The extent to which children participate in pre-primary education (often children age 3 to 5 inclusive) varies across countries (Figure 3.6). Over the 2009-19 period, enrolment rates in pre-primary education in Asia/Pacific economies increased steadily in about half of the countries while in some others greater gains were recorded. Pre-primary enrolment ratios tripled in Bangladesh and Lao PDR, and doubled in Timor-Leste and Kyrgyzstan. Gender gaps in ECEC participation are small (Figure 3.7). Girls in Georgia, Malaysia, Maldives and Sri Lanka are more likely to participate in ECEC services than boys, but boys are more likely to attend ECEC programmes in Bhutan, Nepal and Pakistan.

Results of the OECD Programme for International Student Assessment (PISA) have shown that 15-year-old students who had attended pre-primary education perform better on PISA tests than those who did not, even after accounting for their socio-economic backgrounds (OECD, 2011[1]).
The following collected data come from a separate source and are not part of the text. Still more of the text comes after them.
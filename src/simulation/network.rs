use std::collections::HashMap;

use crate::config::{LayoutConfig, NetworkConfig};
use crate::error::{SimError, SimResult};
use super::{Direction, DirectionSet, GridPos, Intersection, IntersectionId, Point, TurnGeometry};

const NODE: char = 'o';
const HORIZONTAL: char = '-';
const VERTICAL: char = '|';

/// Declarative grid description.
///
/// `diagram` is an ASCII drawing with nodes on even rows and columns:
///
/// ```text
/// o-o o
/// | | |
/// o-o-o
/// ```
///
/// `o` marks an intersection, `-` and `|` mark roads (both between nodes and
/// passing through an empty node slot), spaces are empty. `columns` gives the
/// x coordinate of every node column (increasing) and `rows` the z coordinate
/// of every node row from top to bottom (decreasing).
#[derive(Debug, Clone)]
pub struct GridLayout {
    columns: Vec<f32>,
    rows: Vec<f32>,
    diagram: Vec<Vec<char>>,
}

impl GridLayout {
    pub fn new(columns: Vec<f32>, rows: Vec<f32>, diagram: &[String]) -> SimResult<Self> {
        if columns.is_empty() || rows.is_empty() {
            return Err(SimError::Layout("grid needs at least one row and one column".into()));
        }
        if columns.windows(2).any(|w| w[1] <= w[0]) {
            return Err(SimError::Layout("column coordinates must be strictly increasing".into()));
        }
        if rows.windows(2).any(|w| w[1] >= w[0]) {
            return Err(SimError::Layout("row coordinates must be strictly decreasing".into()));
        }

        let height = rows.len() * 2 - 1;
        let width = columns.len() * 2 - 1;
        if diagram.len() != height {
            return Err(SimError::Layout(format!(
                "diagram has {} lines, expected {} for {} rows",
                diagram.len(),
                height,
                rows.len()
            )));
        }

        let mut cells = Vec::with_capacity(height);
        for (i, line) in diagram.iter().enumerate() {
            let mut row: Vec<char> = line.trim_end().chars().collect();
            if row.len() > width {
                return Err(SimError::Layout(format!(
                    "diagram line {} is {} characters wide, expected at most {}",
                    i,
                    row.len(),
                    width
                )));
            }
            if let Some(bad) = row.iter().find(|c| !matches!(**c, NODE | HORIZONTAL | VERTICAL | ' ')) {
                return Err(SimError::Layout(format!("unexpected character '{}' on line {}", bad, i)));
            }
            row.resize(width, ' ');
            cells.push(row);
        }

        Ok(Self { columns, rows, diagram: cells })
    }

    pub fn from_config(config: &LayoutConfig) -> SimResult<Self> {
        Self::new(config.columns.clone(), config.rows.clone(), &config.cells)
    }

    pub fn row_count(&self) -> usize {
        self.rows.len()
    }

    pub fn column_count(&self) -> usize {
        self.columns.len()
    }

    pub fn has_node(&self, (row, col): GridPos) -> bool {
        row < self.rows.len() && col < self.columns.len() && self.diagram[row * 2][col * 2] == NODE
    }

    pub fn center(&self, (row, col): GridPos) -> Point {
        Point::new(self.columns[col], self.rows[row])
    }

    /// Node positions in row-major order.
    pub fn nodes(&self) -> Vec<GridPos> {
        (0..self.rows.len())
            .flat_map(|row| (0..self.columns.len()).map(move |col| (row, col)))
            .filter(|pos| self.has_node(*pos))
            .collect()
    }

    /// Every road in the diagram, reported once from its left or upper end.
    pub fn links(&self) -> Vec<(GridPos, Direction, GridPos)> {
        let mut links = Vec::new();
        for pos in self.nodes() {
            if let Some(target) = self.scan(pos, Direction::Right) {
                links.push((pos, Direction::Right, target));
            }
            if let Some(target) = self.scan(pos, Direction::Down) {
                links.push((pos, Direction::Down, target));
            }
        }
        links
    }

    /// Sides of the node at `pos` that carry a road.
    pub fn connected_sides(&self, pos: GridPos) -> DirectionSet {
        let mut sides = DirectionSet::EMPTY;
        if !self.has_node(pos) {
            return sides;
        }
        for (from, direction, to) in self.links() {
            if from == pos {
                sides.insert(direction);
            }
            if to == pos {
                sides.insert(direction.reverse());
            }
        }
        sides
    }

    fn scan(&self, (row, col): GridPos, direction: Direction) -> Option<GridPos> {
        let (road, mut y, mut x) = match direction {
            Direction::Right => (HORIZONTAL, row * 2, col * 2 + 1),
            Direction::Down => (VERTICAL, row * 2 + 1, col * 2),
            _ => return None,
        };

        while y < self.diagram.len() && x < self.diagram[y].len() {
            let cell = self.diagram[y][x];
            let on_node_slot = y % 2 == 0 && x % 2 == 0;
            if on_node_slot && cell == NODE {
                return Some((y / 2, x / 2));
            }
            if cell != road {
                return None;
            }
            match direction {
                Direction::Right => x += 1,
                _ => y += 1,
            }
        }
        None
    }
}

/// Two-phase network construction: nodes first, then deferred links.
#[derive(Debug)]
pub struct RoadNetworkBuilder {
    name: String,
    geometry: TurnGeometry,
    intersections: Vec<Intersection>,
    pending_links: Vec<(IntersectionId, Direction, IntersectionId)>,
}

impl RoadNetworkBuilder {
    pub fn new(geometry: TurnGeometry) -> Self {
        Self {
            name: String::from("unnamed"),
            geometry,
            intersections: Vec::new(),
            pending_links: Vec::new(),
        }
    }

    pub fn name(mut self, name: impl Into<String>) -> Self {
        self.name = name.into();
        self
    }

    pub fn add_intersection(&mut self, center: Point) -> IntersectionId {
        let id = IntersectionId(self.intersections.len());
        self.intersections.push(Intersection::new(id, center, self.geometry));
        id
    }

    pub fn add_grid_intersection(&mut self, center: Point, position: GridPos) -> IntersectionId {
        let id = IntersectionId(self.intersections.len());
        self.intersections
            .push(Intersection::new(id, center, self.geometry).with_grid_position(position));
        id
    }

    /// Records a two-way road; `to` may not exist yet.
    pub fn link(&mut self, from: IntersectionId, direction: Direction, to: IntersectionId) -> &mut Self {
        self.pending_links.push((from, direction, to));
        self
    }

    pub fn build(mut self) -> SimResult<RoadNetwork> {
        let links = std::mem::take(&mut self.pending_links);
        for (from, direction, to) in links {
            self.apply_link(from, direction, to)?;
        }

        let grid_index = self
            .intersections
            .iter()
            .filter_map(|i| i.grid_position().map(|pos| (pos, i.id())))
            .collect();

        let network = RoadNetwork {
            name: self.name,
            geometry: self.geometry,
            intersections: self.intersections,
            grid_index,
        };

        log::info!(
            "Built road network '{}': {} intersections, {} roads",
            network.name,
            network.len(),
            network.road_count()
        );
        Ok(network)
    }

    fn apply_link(&mut self, from: IntersectionId, direction: Direction, to: IntersectionId) -> SimResult<()> {
        let len = self.intersections.len();
        for id in [from, to] {
            if id.0 >= len {
                return Err(SimError::UnknownIntersection(id));
            }
        }
        if from == to {
            return Err(SimError::LinkConflict { intersection: from, direction });
        }

        let back = direction.reverse();
        for (node, side, other) in [(from, direction, to), (to, back, from)] {
            match self.intersections[node.0].neighbor_in_direction(side) {
                Some(existing) if existing != other => {
                    return Err(SimError::LinkConflict { intersection: node, direction: side });
                }
                _ => {}
            }
        }

        self.intersections[from.0].connect(direction, to)?;
        self.intersections[to.0].connect(back, from)?;
        Ok(())
    }
}

/// Immutable road graph owning every intersection.
#[derive(Debug, Clone)]
pub struct RoadNetwork {
    name: String,
    geometry: TurnGeometry,
    intersections: Vec<Intersection>,
    grid_index: HashMap<GridPos, IntersectionId>,
}

impl RoadNetwork {
    pub fn builder(geometry: TurnGeometry) -> RoadNetworkBuilder {
        RoadNetworkBuilder::new(geometry)
    }

    pub fn from_layout(layout: &GridLayout, geometry: TurnGeometry) -> SimResult<Self> {
        Self::assemble(RoadNetworkBuilder::new(geometry), layout)
    }

    pub fn from_config(config: &NetworkConfig) -> SimResult<Self> {
        let geometry = TurnGeometry::from_config(&config.network.geometry);
        let layout = GridLayout::from_config(&config.network.layout)?;
        Self::assemble(RoadNetworkBuilder::new(geometry).name(config.network.name.as_str()), &layout)
    }

    fn assemble(mut builder: RoadNetworkBuilder, layout: &GridLayout) -> SimResult<Self> {
        let mut ids = HashMap::new();
        for pos in layout.nodes() {
            let id = builder.add_grid_intersection(layout.center(pos), pos);
            ids.insert(pos, id);
        }
        for (from, direction, to) in layout.links() {
            builder.link(ids[&from], direction, ids[&to]);
        }
        builder.build()
    }

    pub fn name(&self) -> &str {
        &self.name
    }

    pub fn geometry(&self) -> &TurnGeometry {
        &self.geometry
    }

    pub fn get(&self, id: IntersectionId) -> SimResult<&Intersection> {
        self.intersections.get(id.0).ok_or(SimError::UnknownIntersection(id))
    }

    pub fn intersections(&self) -> &[Intersection] {
        &self.intersections
    }

    pub fn at_grid(&self, row: usize, col: usize) -> Option<IntersectionId> {
        self.grid_index.get(&(row, col)).copied()
    }

    pub fn len(&self) -> usize {
        self.intersections.len()
    }

    pub fn is_empty(&self) -> bool {
        self.intersections.is_empty()
    }

    pub fn road_count(&self) -> usize {
        self.intersections.iter().map(Intersection::degree).sum::<usize>() / 2
    }
}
For the few countries in the region for which data is available, higher rates of ECEC participation in 2009 are associated with higher score of the 2018 OECD PISA reading and mathematics assessment (Figure 3.8).


[2] OECD (2020), Building a High-Quality Early Childhood Education and Care Workforce: Further Results from the Starting Strong Survey 2018, TALIS, OECD Publishing, Paris, https://doi.org/10.1787/b90bba3d-en.

[1] OECD (2011), “Does Participation in Pre-Primary Education Translate into Better Learning Outcomes at School?”, PISA in Focus, No. 1, OECD Publishing, Paris, https://doi.org/10.1787/5k9h362tpvxp-en.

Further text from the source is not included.